Lettre conjointe: APPEL À L'ACTION DU CANADA POUR ÉVITER LA COMPLICITÉ DANS LES FRAPPES AÉRIENNES ILLÉGALES DES ÉTATS-UNIS EN AMÉRIQUE LATINE ET DANS LES CARAÏBES
Cliquez ici pour une version pdf de la lettre conjointe suivante envoyée par l'Americas Policy Group (APG) et Common Frontiers le 13 novembre 2025
13 novembre 2025
À l’attention de :
L’Honorable Anita Anand, ministre des Affaires étrangères
L’Honorable Maninder Sidhu, ministre du Commerce international
L’Honorable David J. McGuinty, ministre de la Défense nationale
Chère Ministre Anand, chers Ministre Sidhu et Ministre McGuinty,
En tant qu'organisations de la société civile canadienne ayant des décennies d'expérience en coopération avec des organisations partenaires dans les Amériques, nous demandons instamment au gouvernement canadien d'utiliser tous les moyens diplomatiques à sa disposition pour condamner publiquement et demander l'arrêt des frappes aériennes des États-Unis contre des bateaux civils en Amérique latine et dans les Caraïbes.
Entre septembre et le début du mois de novembre, au moins 19 bombardements contre des navires civils au large des côtes du Venezuela, de Trinité-et-Tobago, de la Colombie, de la République dominicaine et du Mexique ont été signalés et ont fait des dizaines de morts. Des organisations de défense des droits humains telles qu'Amnistie internationale et Human Rights Watch estiment que ces opérations constituent des exécutions extrajudiciaires. Le Haut-Commissaire des Nations unies aux droits humains et d'autres experts de l'ONU ont également sonné l'alarme, avertissant que ces frappes aériennes violent le droit international en matière de droits humains et doivent cesser immédiatement.
Le Canada doit s'exprimer fermement et sans équivoque pour protéger l'état de droit et la sécurité dans ces régions. Nos organisations et nos partenaires sont profondément préoccupés par les conséquences du déploiement militaire accru des États-Unis en Amérique latine et par les nouveaux pouvoirs qui leur permettent d'utiliser la force létale, sans contrôle, contre des cibles que l'administration Trump a qualifiées, sans preuve, de « narco-terroristes ». Comme l'a déclaré le sous-secrétaire général des Nations unies Miroslav Jenča lors d'une réunion d'information avec les ambassadeurs au Conseil de sécurité, les opérations menées par les États-Unis ont exacerbé les tensions dangereuses dans ces régions.

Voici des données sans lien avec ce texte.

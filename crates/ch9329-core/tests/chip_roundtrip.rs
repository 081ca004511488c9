//! Integration tests for the ch9329-core codecs.
//!
//! These drive the public API end to end: a captured `GetParameterConfig`
//! reply is parsed as a frame, decoded through the parameter layout, edited,
//! re-encoded, and framed again.

use ch9329_core::{
    build,
    command::{expect_success, parameters_from_reply, Commands, GET_PARAMETERS_REPLY_LEN},
    parse,
    protocol::FRAME_HEAD,
    record::chip::field,
    CodecConfig, FrameAccumulator, FrameCodec, FrameError,
};

/// Reply cmd code for `GetParameterConfig` (request code with the high bit set).
const GET_PARAMETERS_REPLY_CMD: u8 = 0x88;

/// A `GetParameterConfig` reply captured from a chip in factory state.
fn captured_reply() -> Vec<u8> {
    let mut bytes = vec![
        0x57, 0xAB, 0x00, 0x88, 0x32, // prefix, 50-byte payload
        0x80, 0x80, 0x00, // work mode, serial mode, address
        0x00, 0x00, 0x25, 0x80, // 9600 baud
        0x08, 0x00, // reserve
        0x00, 0x03, // packet interval
        0x86, 0x1A, // VID
        0x29, 0xE1, // PID
        0x00, 0x00, 0x00, 0x00, // upload interval, release delay
        0x00, 0x01, // auto enter flag
        0x0D, 0x00, 0x00, 0x00, // enter data 1
    ];
    bytes.extend_from_slice(&[0x00; 25]);
    bytes.push(0x24);
    bytes
}

#[test]
fn test_captured_reply_is_56_bytes_with_valid_checksum() {
    let reply = captured_reply();
    assert_eq!(reply.len(), GET_PARAMETERS_REPLY_LEN);

    let parsed = parse(&reply, true).expect("captured reply must parse strictly");
    assert!(parsed.checksum_ok());
    assert_eq!(parsed.frame_len, 56);
    assert_eq!(parsed.frame.command(), GET_PARAMETERS_REPLY_CMD);
    assert_eq!(parsed.frame.payload().len(), 50);
}

#[test]
fn test_reply_decodes_to_expected_values() {
    let parsed = parse(&captured_reply(), true).unwrap();
    let params = parameters_from_reply(parsed.frame.payload()).unwrap();

    assert_eq!(params.baud_rate(), Some(9600));
    assert_eq!(params.usb_vid(), Some(6790));
    assert_eq!(params.usb_pid(), Some(57641));
    assert_eq!(
        params.record().get_bytes(field::KEYBOARD_ENTER_DATA_1),
        Some(&[0x0D, 0x00, 0x00, 0x00][..])
    );
}

#[test]
fn test_decode_encode_reframe_reproduces_every_byte() {
    let reply = captured_reply();
    let parsed = parse(&reply, true).unwrap();
    let params = parameters_from_reply(parsed.frame.payload()).unwrap();

    let payload = params.to_payload().unwrap();
    let rebuilt = build(FRAME_HEAD, 0x00, GET_PARAMETERS_REPLY_CMD, &payload).unwrap();

    assert_eq!(rebuilt, reply);
}

#[test]
fn test_set_parameters_frame_from_captured_values() {
    let parsed = parse(&captured_reply(), true).unwrap();
    let params = parameters_from_reply(parsed.frame.payload()).unwrap();

    let bytes = Commands::default()
        .set_parameters(&params)
        .unwrap()
        .to_bytes();

    assert_eq!(bytes.len(), 56);
    assert_eq!(&bytes[..5], &[0x57, 0xAB, 0x00, 0x09, 0x32]);
    assert_eq!(bytes[55], 0xA5);
}

#[test]
fn test_edited_baud_rate_survives_full_cycle() {
    let parsed = parse(&captured_reply(), true).unwrap();
    let mut params = parameters_from_reply(parsed.frame.payload()).unwrap();
    params.set_baud_rate(115_200);

    let frame = Commands::default().set_parameters(&params).unwrap();
    let reparsed = parse(&frame.to_bytes(), true).unwrap();
    let again = parameters_from_reply(reparsed.frame.payload()).unwrap();

    assert_eq!(again.baud_rate(), Some(115_200));
    assert_eq!(again.usb_vid(), Some(6790));
}

#[test]
fn test_accumulator_splits_back_to_back_replies() {
    let mut stream = vec![0xFF, 0x00]; // noise from an earlier timeout
    stream.extend_from_slice(&captured_reply());
    stream.extend_from_slice(&[0x57, 0xAB, 0x00, 0x89, 0x01, 0x00, 0x8C]);

    let mut acc = FrameAccumulator::new(CodecConfig::default().strict());
    let mut frames = Vec::new();
    for chunk in stream.chunks(9) {
        frames.extend(acc.push(chunk));
    }

    assert_eq!(frames.len(), 2);
    assert_eq!(frames[0].frame.command(), GET_PARAMETERS_REPLY_CMD);
    assert_eq!(frames[1].frame.command(), 0x89);
    assert_eq!(expect_success(frames[1].frame.payload()), Ok(()));
    assert_eq!(acc.pending(), 0);
}

#[test]
fn test_configured_codec_rejects_foreign_head() {
    let codec = FrameCodec::new(CodecConfig::default());
    let mut reply = captured_reply();
    reply[0] = 0x58;

    assert_eq!(
        codec.parse(&reply),
        Err(FrameError::UnexpectedHead([0x58, 0xAB]))
    );
}

#[test]
fn test_truncated_reply_reports_missing_bytes() {
    let reply = captured_reply();
    assert_eq!(
        parse(&reply[..40], false),
        Err(FrameError::InsufficientData {
            needed: 56,
            available: 40
        })
    );
}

Il ne fait aucun doute que ces opérations constituent une menace grave et croissante pour la paix, la sécurité et l'état de droit.

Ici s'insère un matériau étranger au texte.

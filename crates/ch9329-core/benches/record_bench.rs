//! Criterion benchmarks for the structured field codec.
//!
//! Run with:
//! ```bash
//! cargo bench --package ch9329-core --bench record_bench
//! ```

use criterion::{black_box, criterion_group, criterion_main, Criterion};
use ch9329_core::record::chip::{chip_parameter_layout, CHIP_PARAMETERS_SIZE};
use ch9329_core::{decode, encode};

fn factory_payload() -> Vec<u8> {
    let mut p = vec![
        0x80, 0x80, 0x00, 0x00, 0x00, 0x25, 0x80, 0x08, 0x00, 0x00, 0x03, 0x86, 0x1A, 0x29, 0xE1,
    ];
    p.resize(CHIP_PARAMETERS_SIZE, 0x00);
    p
}

/// Benchmarks decoding the 50-byte parameter record.
fn bench_decode(c: &mut Criterion) {
    let payload = factory_payload();
    let layout = chip_parameter_layout();
    c.bench_function("decode_chip_parameters", |b| {
        b.iter(|| decode(layout, black_box(&payload)).expect("decode must succeed"))
    });
}

/// Benchmarks encoding the 50-byte parameter record.
fn bench_encode(c: &mut Criterion) {
    let layout = chip_parameter_layout();
    let record = decode(layout, &factory_payload()).expect("decode must succeed for setup");
    c.bench_function("encode_chip_parameters", |b| {
        b.iter(|| encode(black_box(&record), layout).expect("encode must succeed"))
    });
}

criterion_group!(benches, bench_decode, bench_encode);
criterion_main!(benches);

Bien que le président Trump serait revenu sur ses précédentes déclarations selon lesquelles les États-Unis envisageaient des frappes à l'intérieur du Venezuela, la menace persistante d'une extension des opérations militaires menées par les États-Unis, non seulement en mer mais aussi au Venezuela, en Colombie et au Mexique, est prise très au sérieux et a été fermement condamnée dans les déclarations publiques par plusieurs chefs d'État, notamment Claudia Sheinbaum au Mexique, Luiz Inácio da Silva au Brésil et Gustavo Petro en Colombie.
Alors que l'administration Trump se montre prête à traiter les Caraïbes et l'est du Pacifique comme une zone de guerre et à faire fi du droit international, nous devons également vous interroger sur la collaboration militaire du Canada et sa complicité potentielle dans les opérations entreprises par les États-Unis. Selon le site web du gouvernement canadien, l'opération CARIBBE contribue « aux opérations renforcées de lutte contre le trafic de stupéfiants menées par les États-Unis dans la mer des Caraïbes et l'océan Pacifique oriental » avec des navires de guerre de la Marine royale canadienne et des avions de l'Aviation royale canadienne déployés pour « trouver et pister » les navires « d'intérêt » en vue de leur « interception » par les États-Unis, dans le cadre d'un protocole d'entente conclu avec les États-Unis depuis 2010.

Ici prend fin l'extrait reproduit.